Jokowi Meminta Kadin untuk merinci implementasi transformasi ekonomi

Presiden Joko Widodo meminta tranformasi ekonomi lebih detail. Oleh sebab itu, Presiden Jokowi  telah meminta bantuan Kadin (Kamar Dagang dan Industri) dalam menyusun kebijakan pemerintah, khususnya yang akan menjadi fokus kepresidenan G20 Indonesia, yang dimulai pada 1 Desember 2021.

“Nanti di G20 kita akan fokus pada satu hal, isu arsitektur kesehatan global, kedua pada transisi energi ke energi hijau dan berkelanjutan, dan ketiga pada digitalisasi,” kata Jokowi pada pembukaan KADIN 2021. Rapat Pimpinan Nasional Perdagangan yang berlangsung pada Jumat (12/3/2021) di Bali Nusa Dua Convention Center, Kabupaten Badung, Provinsi Bali.

Menurut Jokowi,  ekonomi global saat ini sedang berayun menuju ekonomi hijau.

BACA JUGA:   COP26: Inggris "jauh dari memenuhi" target yang ditetapkan pada KTT iklim Glasgow.

Oleh karena itu, Jokowi menyatakan Indonesia harus cepat melakukan penyesuaian agar ketika dunia menerima produk energi terbarukan secara eksklusif, Indonesia sudah siap.

“Bagaimana kita akan mengekspor barang-barang kita jika Eropa, misalnya, hanya mengambil produk hijau yang terbuat dari energi terbarukan di beberapa titik dalam dua tahun, tiga tahun, atau lima tahun ke depan, dan kita tidak siap?”

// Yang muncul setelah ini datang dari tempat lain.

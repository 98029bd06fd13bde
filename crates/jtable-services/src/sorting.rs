//! Type-aware row sorting
//!
//! Numbers compare numerically, dates by timestamp, and text case-folded with
//! the raw string as a tiebreak. NULL values (and values that cannot be read
//! as the column's type, including NaN) always sort last, whichever the
//! direction.

use std::cmp::Ordering;

use jtable_core::{ColumnDescriptor, Row, SortDirection, Value, ValueKind};
use unicase::UniCase;

/// Whether a value has no usable sort key for the kind
fn is_missing(kind: ValueKind, value: &Value) -> bool {
    match kind {
        _ if value.is_null() => true,
        ValueKind::Number => value.as_f64().is_none_or(f64::is_nan),
        ValueKind::Date => value.as_timestamp_millis().is_none(),
        ValueKind::Boolean => value.as_bool().is_none(),
        ValueKind::Text | ValueKind::Enum | ValueKind::Other => false,
    }
}

/// Compare two cell values of the given kind, ascending, missing values last
pub fn compare_values(kind: ValueKind, a: &Value, b: &Value) -> Ordering {
    match (is_missing(kind, a), is_missing(kind, b)) {
        (true, true) => Ordering::Equal,
        (true, false) => Ordering::Greater,
        (false, true) => Ordering::Less,
        (false, false) => compare_present_values(kind, a, b),
    }
}

fn compare_present_values(kind: ValueKind, a: &Value, b: &Value) -> Ordering {
    match kind {
        ValueKind::Number => match (a.as_f64(), b.as_f64()) {
            (Some(x), Some(y)) => x.total_cmp(&y),
            _ => Ordering::Equal,
        },
        ValueKind::Date => a.as_timestamp_millis().cmp(&b.as_timestamp_millis()),
        ValueKind::Boolean => a.as_bool().cmp(&b.as_bool()),
        ValueKind::Text | ValueKind::Enum | ValueKind::Other => compare_text(a, b),
    }
}

fn compare_text(a: &Value, b: &Value) -> Ordering {
    let a = a.display_text();
    let b = b.display_text();
    UniCase::new(a.as_str())
        .cmp(&UniCase::new(b.as_str()))
        .then_with(|| a.cmp(&b))
}

/// Stable in-place sort of rows by one column
///
/// `SortDirection::None` leaves the order untouched.
pub fn sort_rows(rows: &mut [&Row], column: &ColumnDescriptor, direction: SortDirection) {
    if direction.is_none() {
        return;
    }
    // Computed columns are evaluated once per row rather than per comparison
    let mut keyed: Vec<(Value, &Row)> = rows.iter().map(|row| (column.value_of(row), *row)).collect();
    keyed.sort_by(|(a, _), (b, _)| {
        match (is_missing(column.kind, a), is_missing(column.kind, b)) {
            (true, true) => Ordering::Equal,
            (true, false) => Ordering::Greater,
            (false, true) => Ordering::Less,
            (false, false) => {
                let ordering = compare_present_values(column.kind, a, b);
                match direction {
                    SortDirection::Descending => ordering.reverse(),
                    _ => ordering,
                }
            }
        }
    });
    for (slot, (_, row)) in rows.iter_mut().zip(keyed) {
        *slot = row;
    }
}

“Begitu dimulai, negara lain pasti akan mengikuti. Akibatnya, kita harus mulai menyesuaikan arah ekonomi kita secepat mungkin sesuai dengan apa yang kita bahas di G20.”

Sementara itu, Indonesia memiliki keunggulan kompetitif dalam transisi energi karena sumber daya alamnya yang sangat besar, yang dapat digunakan untuk menghasilkan energi hijau.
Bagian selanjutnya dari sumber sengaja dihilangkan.